M. Stéphane Travert, ministre. D’après plusieurs députés, la disposition proposée serait conforme à la réglementation européenne, qui réserve l’application officielle aux seuls transferts réalisés dans le cadre d’une exploitation commerciale, autrement dit, lorsque les semences sont destinées à des agriculteurs professionnels.

Quant au Danemark, oui, il a autorisé ces pratiques, mais sans l’autorisation de la Commission européenne.

Mme Delphine Batho et M. Sébastien Jumel. Et alors ?

M. Jean-Paul Dufrègne. Cela s’appelle du courage !

M. Stéphane Travert, ministre. Cela ne correspond pas à ma façon d’agir.

M. Christian Hutin. Un peu de résistance !

M. Stéphane Travert, ministre. Comme membre du Gouvernement, je souhaite que l’on se conforme à la réglementation européenne, ce qui n’empêche pas de dire les choses quand nous sommes en désaccord avec celle-ci. Malgré la qualité des débats, je maintiens mon avis défavorable sur ces amendements. (Applaudissements sur plusieurs bancs du groupe LaREM.) »

Résutats des scrutins :

L’amendement no 2211 est rejeté à 54 voix contre, 17 pour, sur 71 suffrages exprimés (sur 84 votants)

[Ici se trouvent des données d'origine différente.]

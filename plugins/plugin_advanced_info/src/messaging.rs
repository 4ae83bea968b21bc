use liblogger_macros::log_args;
use plugin_core::markup::{bold, color, open_color};
use plugin_core::{log_warn, ConnectionId, HostError, HostFunctions};

use crate::toggle::ToggleOutcome;

const HIGHLIGHT: &str = "#00aaff";

/// `[color=black]<[b]Advanced Information[/b]> `, the prefix of every notice.
fn notice_prefix() -> String {
    format!("{}<{}> ", open_color("black"), bold("Advanced Information"))
}

/// Notice text for a toggle request.
pub fn outcome_message(outcome: ToggleOutcome) -> String {
    let body = match outcome {
        ToggleOutcome::Enabled => format!(
            "The {} has been {}",
            color(HIGHLIGHT, "Plugin"),
            color("green", "enabled")
        ),
        ToggleOutcome::AlreadyEnabled => format!("The {} is already enabled", color("red", "Plugin")),
        ToggleOutcome::Disabled => format!(
            "The {} has been {}",
            color(HIGHLIGHT, "Plugin"),
            color("red", "disabled")
        ),
        ToggleOutcome::AlreadyDisabled => format!("The {} is already disabled", color("red", "Plugin")),
    };
    format!("{}{}", notice_prefix(), body)
}

/// Show `message` to the local user.
///
/// Without a server connection the text goes to the current chat tab. When
/// connected it is sent as a private message to our own client, so it shows
/// up in the server's chat. An unknown connection status counts as
/// disconnected.
#[log_args(connection)]
pub fn send_message(
    host: &dyn HostFunctions,
    connection: ConnectionId,
    message: &str,
) -> Result<(), HostError> {
    let connected = match host.connection_status(connection) {
        Ok(status) => status.is_connected(),
        Err(e) => {
            log_warn!("Connection status of {} unavailable: {}", connection, e);
            false
        }
    };

    if !connected {
        host.print_message_to_current_tab(message);
        return Ok(());
    }

    let own_id = host.client_id(connection)?;
    host.request_send_private_text_msg(connection, message, own_id)
}
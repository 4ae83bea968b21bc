/*
 * Log output implementations
 *
 * This module defines the logging backends:
 * - ConsoleOutput: Writes logs to stdout (the host's console window)
 * - FileOutput: Appends logs to a file, optionally flushing every line
 *
 * Each output implements the synchronous LogOutput trait and the
 * AsyncLogOutputTrait used by the background writer. The file variants share
 * one handle so sync fallbacks and async writes never interleave mid-line.
 */

 use std::fs::{File, OpenOptions};
 use std::io::{self, Write};
 use std::path::Path;
 use std::sync::{Arc, Mutex};
 use tokio::io::{AsyncWriteExt, stdout};
 use async_trait::async_trait;
 use crate::config::{LogConfig, LogType};

 pub trait LogOutput: Send + Sync {
     fn write_log(&mut self, formatted_message: &str) -> Result<(), String>;

     fn flush(&mut self) -> Result<(), String> {
         Ok(())
     }
 }

 #[async_trait]
 pub trait AsyncLogOutputTrait: Send + Sync {
     async fn write_log_async(&mut self, formatted_message: &str) -> Result<(), String>;
 }

 // Enum to hold all possible async output types
 pub enum AsyncLogOutput {
     Console(ConsoleOutput),
     File(FileOutput),
 }

 pub struct ConsoleOutput;

 impl ConsoleOutput {
     pub fn new() -> Self {
         ConsoleOutput {}
     }
 }

 impl LogOutput for ConsoleOutput {
     fn write_log(&mut self, formatted_message: &str) -> Result<(), String> {
         writeln!(io::stdout(), "{}", formatted_message)
             .map_err(|e| format!("Failed to write to console: {}", e))
     }
 }

 #[async_trait]
 impl AsyncLogOutputTrait for ConsoleOutput {
     async fn write_log_async(&mut self, formatted_message: &str) -> Result<(), String> {
         let mut stdout = stdout();
         let mut log_bytes = formatted_message.as_bytes().to_vec();
         log_bytes.push(b'\n');

         stdout
             .write_all(&log_bytes)
             .await
             .map_err(|e| format!("Failed to write to console: {}", e))?;
         stdout
             .flush()
             .await
             .map_err(|e| format!("Failed to flush console output: {}", e))
     }
 }

 pub struct FileOutput {
     file_handle: Arc<Mutex<File>>,
     force_flush: bool,
 }

 impl FileOutput {
     pub fn open(file_path: &Path, force_flush: bool) -> Result<Self, String> {
         if let Some(parent) = file_path.parent() {
             if !parent.as_os_str().is_empty() && !parent.exists() {
                 std::fs::create_dir_all(parent)
                     .map_err(|e| format!("Failed to create log directory: {}", e))?;
             }
         }

         let file = OpenOptions::new()
             .create(true)
             .append(true)
             .open(file_path)
             .map_err(|e| format!("Failed to open log file: {}", e))?;

         Ok(FileOutput {
             file_handle: Arc::new(Mutex::new(file)),
             force_flush,
         })
     }

     fn write_line(&self, formatted_message: &str) -> Result<(), String> {
         let mut file = self
             .file_handle
             .lock()
             .map_err(|_| "Failed to lock file mutex".to_string())?;

         file.write_all(formatted_message.as_bytes())
             .map_err(|e| format!("Failed to write to log file: {}", e))?;
         file.write_all(b"\n")
             .map_err(|e| format!("Failed to write newline to log file: {}", e))?;

         if self.force_flush {
             file.flush()
                 .map_err(|e| format!("Failed to flush log file: {}", e))?;
         }

         Ok(())
     }
 }

 impl Clone for FileOutput {
     fn clone(&self) -> Self {
         FileOutput {
             file_handle: Arc::clone(&self.file_handle),
             force_flush: self.force_flush,
         }
     }
 }

 impl LogOutput for FileOutput {
     fn write_log(&mut self, formatted_message: &str) -> Result<(), String> {
         self.write_line(formatted_message)
     }

     fn flush(&mut self) -> Result<(), String> {
         let mut file = self
             .file_handle
             .lock()
             .map_err(|_| "Failed to lock file mutex".to_string())?;
         file.flush().map_err(|e| format!("Failed to flush log file: {}", e))
     }
 }

 #[async_trait]
 impl AsyncLogOutputTrait for FileOutput {
     async fn write_log_async(&mut self, formatted_message: &str) -> Result<(), String> {
         self.write_line(formatted_message)
     }
 }

 #[async_trait]
 impl AsyncLogOutputTrait for AsyncLogOutput {
     async fn write_log_async(&mut self, formatted_message: &str) -> Result<(), String> {
         match self {
             AsyncLogOutput::Console(output) => output.write_log_async(formatted_message).await,
             AsyncLogOutput::File(output) => output.write_log_async(formatted_message).await,
         }
     }
 }

 /// Creates the synchronous output and, when requested, its async twin.
 /// File outputs share one handle between the two.
 pub fn create_outputs(
     config: &LogConfig,
     with_async: bool,
 ) -> Result<(Box<dyn LogOutput>, Option<AsyncLogOutput>), String> {
     match config.log_type {
         LogType::Console => {
             let async_output = with_async.then(|| AsyncLogOutput::Console(ConsoleOutput::new()));
             Ok((Box::new(ConsoleOutput::new()), async_output))
         }
         LogType::File => {
             let full_path = config.resolved_file_path()?;
             let file_output = FileOutput::open(&full_path, config.force_flush)?;
             let async_output = with_async.then(|| AsyncLogOutput::File(file_output.clone()));
             Ok((Box::new(file_output), async_output))
         }
     }
 }

 #[cfg(test)]
 mod tests {
     use super::*;

     #[test]
     fn file_output_appends_lines_and_creates_folder() {
         let dir = tempfile::tempdir().unwrap();
         let path = dir.path().join("nested").join("plugin.log");

         let mut output = FileOutput::open(&path, true).unwrap();
         output.write_log("first").unwrap();
         output.write_log("second").unwrap();

         let contents = std::fs::read_to_string(&path).unwrap();
         assert_eq!(contents, "first\nsecond\n");
     }

     #[test]
     fn file_outputs_share_a_handle() {
         let dir = tempfile::tempdir().unwrap();
         let config = LogConfig {
             log_type: LogType::File,
             file_path: Some("shared.log".to_string()),
             log_folder: Some(dir.path().to_string_lossy().into_owned()),
             force_flush: true,
             ..LogConfig::default()
         };

         let (mut sync_output, async_output) = create_outputs(&config, true).unwrap();
         sync_output.write_log("from sync").unwrap();
         match async_output {
             Some(AsyncLogOutput::File(file)) => file.write_line("from async").unwrap(),
             _ => panic!("expected a file output"),
         }

         let contents = std::fs::read_to_string(dir.path().join("shared.log")).unwrap();
         assert_eq!(contents, "from sync\nfrom async\n");
     }

     #[test]
     fn console_config_skips_async_output_when_not_requested() {
         let (_, async_output) = create_outputs(&LogConfig::default(), false).unwrap();
         assert!(async_output.is_none());
     }
 }
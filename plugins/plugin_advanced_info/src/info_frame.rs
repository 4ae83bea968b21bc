//! Extra lines for the host's server, channel and client info frames.

use liblogger_macros::measure_time;
use plugin_core::markup::info_line;
use plugin_core::{
    log_debug, AnyId, ClientProperty, ConnectionId, HostError, HostFunctions, PluginItemType, ServerProperty,
};

/// Text for the info frame of item `id`, or `None` when a lookup failed.
#[measure_time]
pub fn info_text(
    host: &dyn HostFunctions,
    connection: ConnectionId,
    id: u64,
    kind: PluginItemType,
) -> Option<String> {
    let text = match kind {
        PluginItemType::Server => server_text(host, connection),
        PluginItemType::Channel => Ok(info_line("ChannelID:", &id.to_string())),
        PluginItemType::Client => client_text(host, connection, id),
    };

    match text {
        Ok(text) => Some(text),
        Err(e) => {
            log_debug!("No info data for {:?} {}: {}", kind, id, e);
            None
        }
    }
}

fn server_text(host: &dyn HostFunctions, connection: ConnectionId) -> Result<String, HostError> {
    let server_id = host.server_variable_as_string(connection, ServerProperty::Id)?;
    let queries = host.server_variable_as_string(connection, ServerProperty::QueryClientsOnline)?;
    Ok(format!(
        "{}\n{}",
        info_line("VirtualserverID:", &server_id),
        info_line("Queries:", &queries)
    ))
}

fn client_text(host: &dyn HostFunctions, connection: ConnectionId, id: u64) -> Result<String, HostError> {
    // Client ids are 16 bit on the wire; the host widens them for info frames.
    let client = id as AnyId;
    let unique_id = host.client_variable_as_string(connection, client, ClientProperty::UniqueIdentifier)?;
    Ok(format!(
        "{}\n{}",
        info_line("ClientID:", &id.to_string()),
        info_line("UniqueID:", &unique_id)
    ))
}
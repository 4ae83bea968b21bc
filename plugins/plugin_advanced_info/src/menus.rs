use plugin_core::{MenuItem, PluginMenus};

use crate::toggle::ToggleState;

/// Global menu entries registered by the plugin.
#[derive(Debug, Clone, Copy, PartialEq, Eq)]
pub enum MenuId {
    EnablePlugin = 1,
    DisablePlugin = 2,
}

impl MenuId {
    pub fn raw(self) -> i32 {
        self as i32
    }

    /// The entry that undoes this one.
    pub fn opposite(self) -> MenuId {
        match self {
            MenuId::EnablePlugin => MenuId::DisablePlugin,
            MenuId::DisablePlugin => MenuId::EnablePlugin,
        }
    }
}

impl TryFrom<i32> for MenuId {
    type Error = i32;

    fn try_from(raw: i32) -> Result<Self, Self::Error> {
        match raw {
            1 => Ok(MenuId::EnablePlugin),
            2 => Ok(MenuId::DisablePlugin),
            other => Err(other),
        }
    }
}

pub const MENU_ICON: &str = "plugin.png";

pub fn plugin_menus() -> PluginMenus {
    PluginMenus {
        items: vec![
            MenuItem::global(MenuId::EnablePlugin.raw(), "Enable Plugin", "enable.png"),
            MenuItem::global(MenuId::DisablePlugin.raw(), "Disable Plugin", "disable.png"),
        ],
        icon: Some(MENU_ICON.to_string()),
    }
}

/// Menu affordances for `state`, in the order they are applied.
///
/// The entry that would re-enter `state` is greyed out first, then the entry
/// leading out of it is enabled.
pub fn menu_enablement(state: ToggleState) -> [(MenuId, bool); 2] {
    let taken = match state {
        ToggleState::Enabled => MenuId::EnablePlugin,
        ToggleState::Disabled => MenuId::DisablePlugin,
    };
    [(taken, false), (taken.opposite(), true)]
}
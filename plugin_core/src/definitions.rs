//! The small slice of host identifiers and limits a client plugin touches.
//!
//! Raw values arrive from the host as plain C ints, so every enum here is
//! converted with `TryFrom` instead of being transmuted.

use std::os::raw::c_int;

/// Plugin API version this core is written against.
pub const PLUGIN_API_VERSION: c_int = 26;

/// Size of the fixed text and icon buffers in a menu item, NUL included.
pub const PLUGIN_MENU_BUFSZ: usize = 128;

/// Upper bound for info-frame text handed to the host, NUL included.
pub const INFODATA_BUFSIZE: usize = 128;

/// Identifies one server connection tab in the host.
pub type ConnectionId = u64;

/// Client id on a server.
pub type AnyId = u16;

/// What an info frame is showing.
#[derive(Debug, Clone, Copy, PartialEq, Eq)]
#[repr(C)]
pub enum PluginItemType {
    Server = 0,
    Channel = 1,
    Client = 2,
}

impl TryFrom<c_int> for PluginItemType {
    type Error = c_int;

    fn try_from(raw: c_int) -> Result<Self, Self::Error> {
        match raw {
            0 => Ok(PluginItemType::Server),
            1 => Ok(PluginItemType::Channel),
            2 => Ok(PluginItemType::Client),
            other => Err(other),
        }
    }
}

/// Where a plugin menu entry is shown.
#[derive(Debug, Clone, Copy, PartialEq, Eq)]
#[repr(C)]
pub enum PluginMenuType {
    Global = 0,
    Channel = 1,
    Client = 2,
}

impl TryFrom<c_int> for PluginMenuType {
    type Error = c_int;

    fn try_from(raw: c_int) -> Result<Self, Self::Error> {
        match raw {
            0 => Ok(PluginMenuType::Global),
            1 => Ok(PluginMenuType::Channel),
            2 => Ok(PluginMenuType::Client),
            other => Err(other),
        }
    }
}

/// Connection state of a server tab.
#[derive(Debug, Clone, Copy, PartialEq, Eq)]
pub enum ConnectStatus {
    Disconnected,
    Connecting,
    Connected,
    ConnectionEstablishing,
    ConnectionEstablished,
}

impl ConnectStatus {
    pub fn is_connected(self) -> bool {
        !matches!(self, ConnectStatus::Disconnected)
    }
}

/// Virtual server properties the plugins here read.
#[derive(Debug, Clone, Copy, PartialEq, Eq)]
pub enum ServerProperty {
    Id,
    QueryClientsOnline,
}

/// Client properties the plugins here read.
#[derive(Debug, Clone, Copy, PartialEq, Eq)]
pub enum ClientProperty {
    UniqueIdentifier,
}
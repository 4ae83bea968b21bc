//! BBCode helpers for text the host renders in chat and info frames.

/// `[b]text[/b]`
pub fn bold(text: &str) -> String {
    format!("[b]{}[/b]", text)
}

/// `[color=<color>]text[/color]`. `color` is a name or `#rrggbb`.
pub fn color(color: &str, text: &str) -> String {
    format!("[color={}]{}[/color]", color, text)
}

/// Opens a color span without closing it. The host closes open spans at the
/// end of the message.
pub fn open_color(color: &str) -> String {
    format!("[color={}]", color)
}

/// A labelled info-frame line: newline, bold label, value.
pub fn info_line(label: &str, value: &str) -> String {
    format!("\n{} {}", bold(label), value)
}
use std::fmt;
use std::path::PathBuf;
use std::sync::Arc;

use crate::error::HostError;
use crate::host::HostFunctions;

/// Everything a plugin callback needs from its surroundings.
///
/// Built by [`PluginSlot`](crate::PluginSlot) for each callback from the
/// installed host functions and the id the host registered for this plugin.
/// Cloning is cheap.
#[derive(Clone)]
pub struct PluginContext {
    host: Arc<dyn HostFunctions>,
    plugin_id: Option<Arc<str>>,
}

/// Directories reported by the host at load time.
#[derive(Debug, Clone, Default, PartialEq, Eq)]
pub struct HostPaths {
    pub app: Option<PathBuf>,
    pub resources: Option<PathBuf>,
    pub config: Option<PathBuf>,
    pub plugin: Option<PathBuf>,
}

impl PluginContext {
    pub fn new(host: Arc<dyn HostFunctions>, plugin_id: Option<Arc<str>>) -> Self {
        PluginContext { host, plugin_id }
    }

    pub fn host(&self) -> &dyn HostFunctions {
        self.host.as_ref()
    }

    /// Id the host assigned through `registerPluginID`, if it has done so.
    pub fn plugin_id(&self) -> Option<&str> {
        self.plugin_id.as_deref()
    }

    /// Enable or grey out one of this plugin's menu entries.
    pub fn set_menu_enabled(&self, menu_id: i32, enabled: bool) -> Result<(), HostError> {
        let plugin_id = self.plugin_id().ok_or(HostError::PluginIdMissing)?;
        self.host.set_plugin_menu_enabled(plugin_id, menu_id, enabled);
        Ok(())
    }

    /// Query the host directories. A failed query leaves its entry empty.
    pub fn paths(&self) -> HostPaths {
        HostPaths {
            app: self.host.app_path().ok(),
            resources: self.host.resources_path().ok(),
            config: self.host.config_path().ok(),
            plugin: self
                .plugin_id()
                .and_then(|id| self.host.plugin_path(id).ok()),
        }
    }
}

impl fmt::Debug for PluginContext {
    fn fmt(&self, f: &mut fmt::Formatter<'_>) -> fmt::Result {
        f.debug_struct("PluginContext")
            .field("plugin_id", &self.plugin_id)
            .finish_non_exhaustive()
    }
}
#![allow(dead_code)]

use std::collections::HashMap;
use std::ffi::CString;
use std::path::PathBuf;
use std::sync::{Arc, Mutex, MutexGuard};

use plugin_core::{AnyId, ClientProperty, ConnectStatus, ConnectionId, HostError, HostFunctions, ServerProperty};

pub const PLUGIN_ID: &str = "advanced_info_test";

/// Everything the plugin asked the host to do, in call order.
#[derive(Debug, Clone, PartialEq, Eq)]
pub enum HostCall {
    MenuEnabled { plugin_id: String, menu_id: i32, enabled: bool },
    TabMessage(String),
    PrivateMessage { connection: ConnectionId, target: AnyId, message: String },
}

/// Host double that answers from canned values and records every outbound call.
pub struct RecordingHost {
    pub status: Mutex<ConnectStatus>,
    pub own_id: AnyId,
    pub config_path: Option<PathBuf>,
    pub server_vars: HashMap<&'static str, String>,
    pub unique_ids: HashMap<AnyId, String>,
    calls: Mutex<Vec<HostCall>>,
}

impl Default for RecordingHost {
    fn default() -> Self {
        RecordingHost {
            status: Mutex::new(ConnectStatus::Disconnected),
            own_id: 7,
            config_path: None,
            server_vars: HashMap::new(),
            unique_ids: HashMap::new(),
            calls: Mutex::new(Vec::new()),
        }
    }
}

impl RecordingHost {
    pub fn calls(&self) -> Vec<HostCall> {
        self.calls.lock().unwrap().clone()
    }

    pub fn clear(&self) {
        self.calls.lock().unwrap().clear();
    }

    pub fn menu_calls(&self) -> Vec<(i32, bool)> {
        self.calls()
            .into_iter()
            .filter_map(|call| match call {
                HostCall::MenuEnabled { menu_id, enabled, .. } => Some((menu_id, enabled)),
                _ => None,
            })
            .collect()
    }

    /// Message texts, whichever way they were delivered.
    pub fn messages(&self) -> Vec<String> {
        self.calls()
            .into_iter()
            .filter_map(|call| match call {
                HostCall::TabMessage(message) => Some(message),
                HostCall::PrivateMessage { message, .. } => Some(message),
                HostCall::MenuEnabled { .. } => None,
            })
            .collect()
    }

    fn record(&self, call: HostCall) {
        self.calls.lock().unwrap().push(call);
    }
}

const NOT_FOUND: HostError = HostError::Code(0x0200);

impl HostFunctions for RecordingHost {
    fn app_path(&self) -> Result<PathBuf, HostError> {
        Ok(PathBuf::from("/opt/voice"))
    }

    fn resources_path(&self) -> Result<PathBuf, HostError> {
        Ok(PathBuf::from("/opt/voice/resources"))
    }

    fn config_path(&self) -> Result<PathBuf, HostError> {
        self.config_path.clone().ok_or(HostError::Code(0x0001))
    }

    fn plugin_path(&self, plugin_id: &str) -> Result<PathBuf, HostError> {
        Ok(PathBuf::from("/opt/voice/plugins").join(plugin_id))
    }

    fn server_variable_as_string(&self, _: ConnectionId, property: ServerProperty) -> Result<String, HostError> {
        let key = match property {
            ServerProperty::Id => "id",
            ServerProperty::QueryClientsOnline => "queries",
        };
        self.server_vars.get(key).cloned().ok_or(NOT_FOUND)
    }

    fn client_variable_as_string(
        &self,
        _: ConnectionId,
        client: AnyId,
        _: ClientProperty,
    ) -> Result<String, HostError> {
        self.unique_ids.get(&client).cloned().ok_or(NOT_FOUND)
    }

    fn connection_status(&self, _: ConnectionId) -> Result<ConnectStatus, HostError> {
        Ok(*self.status.lock().unwrap())
    }

    fn client_id(&self, _: ConnectionId) -> Result<AnyId, HostError> {
        Ok(self.own_id)
    }

    fn print_message_to_current_tab(&self, message: &str) {
        self.record(HostCall::TabMessage(message.to_string()));
    }

    fn request_send_private_text_msg(
        &self,
        connection: ConnectionId,
        message: &str,
        target: AnyId,
    ) -> Result<(), HostError> {
        self.record(HostCall::PrivateMessage {
            connection,
            target,
            message: message.to_string(),
        });
        Ok(())
    }

    fn set_plugin_menu_enabled(&self, plugin_id: &str, menu_id: i32, enabled: bool) {
        self.record(HostCall::MenuEnabled {
            plugin_id: plugin_id.to_string(),
            menu_id,
            enabled,
        });
    }
}

/// The exported entry points share one plugin slot per test binary.
static EXPORTS: Mutex<()> = Mutex::new(());

/// Serializes tests that touch process-wide state without loading the plugin.
pub fn lock_exports() -> MutexGuard<'static, ()> {
    EXPORTS.lock().unwrap_or_else(|poisoned| poisoned.into_inner())
}

/// Loads the plugin against `host` the way the host does and unloads it on drop.
pub struct LoadedPlugin {
    pub host: Arc<RecordingHost>,
    _guard: MutexGuard<'static, ()>,
}

impl LoadedPlugin {
    pub fn load(host: RecordingHost) -> Self {
        let guard = lock_exports();
        let host = Arc::new(host);
        plugin_advanced_info::install_host(host.clone());

        let id = CString::new(PLUGIN_ID).unwrap();
        plugin_advanced_info::ts3plugin_registerPluginID(id.as_ptr());
        assert_eq!(plugin_advanced_info::ts3plugin_init(), 0);

        LoadedPlugin { host, _guard: guard }
    }

    /// Unload early. Dropping unloads again, which finds nothing left to do.
    pub fn unload(&self) {
        plugin_advanced_info::ts3plugin_shutdown();
    }
}

impl Drop for LoadedPlugin {
    fn drop(&mut self) {
        self.unload();
    }
}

Les amendements identiques nos 965, 1447, 2028 et 2101 sont adoptés, à 47 voix pour (30 voix contre), pour 77 suffrages exprimés (sur 85 votants)

Débats à retrouver ici

A NOTER : Ces amendements ne viennent que consacrer textuellement l’interprétation du décret 81-605 que fait le Réseau Semences paysannes, estimant que la définition de commercialisation donnée par ce dernier n’englobe pas les cessions, qu’elles soient à titre gratuit ou onéreux, à destination d’un public de jardiniers amateurs, dans la mesure où ces derniers ne font pas d’exploitation commerciale de la variété.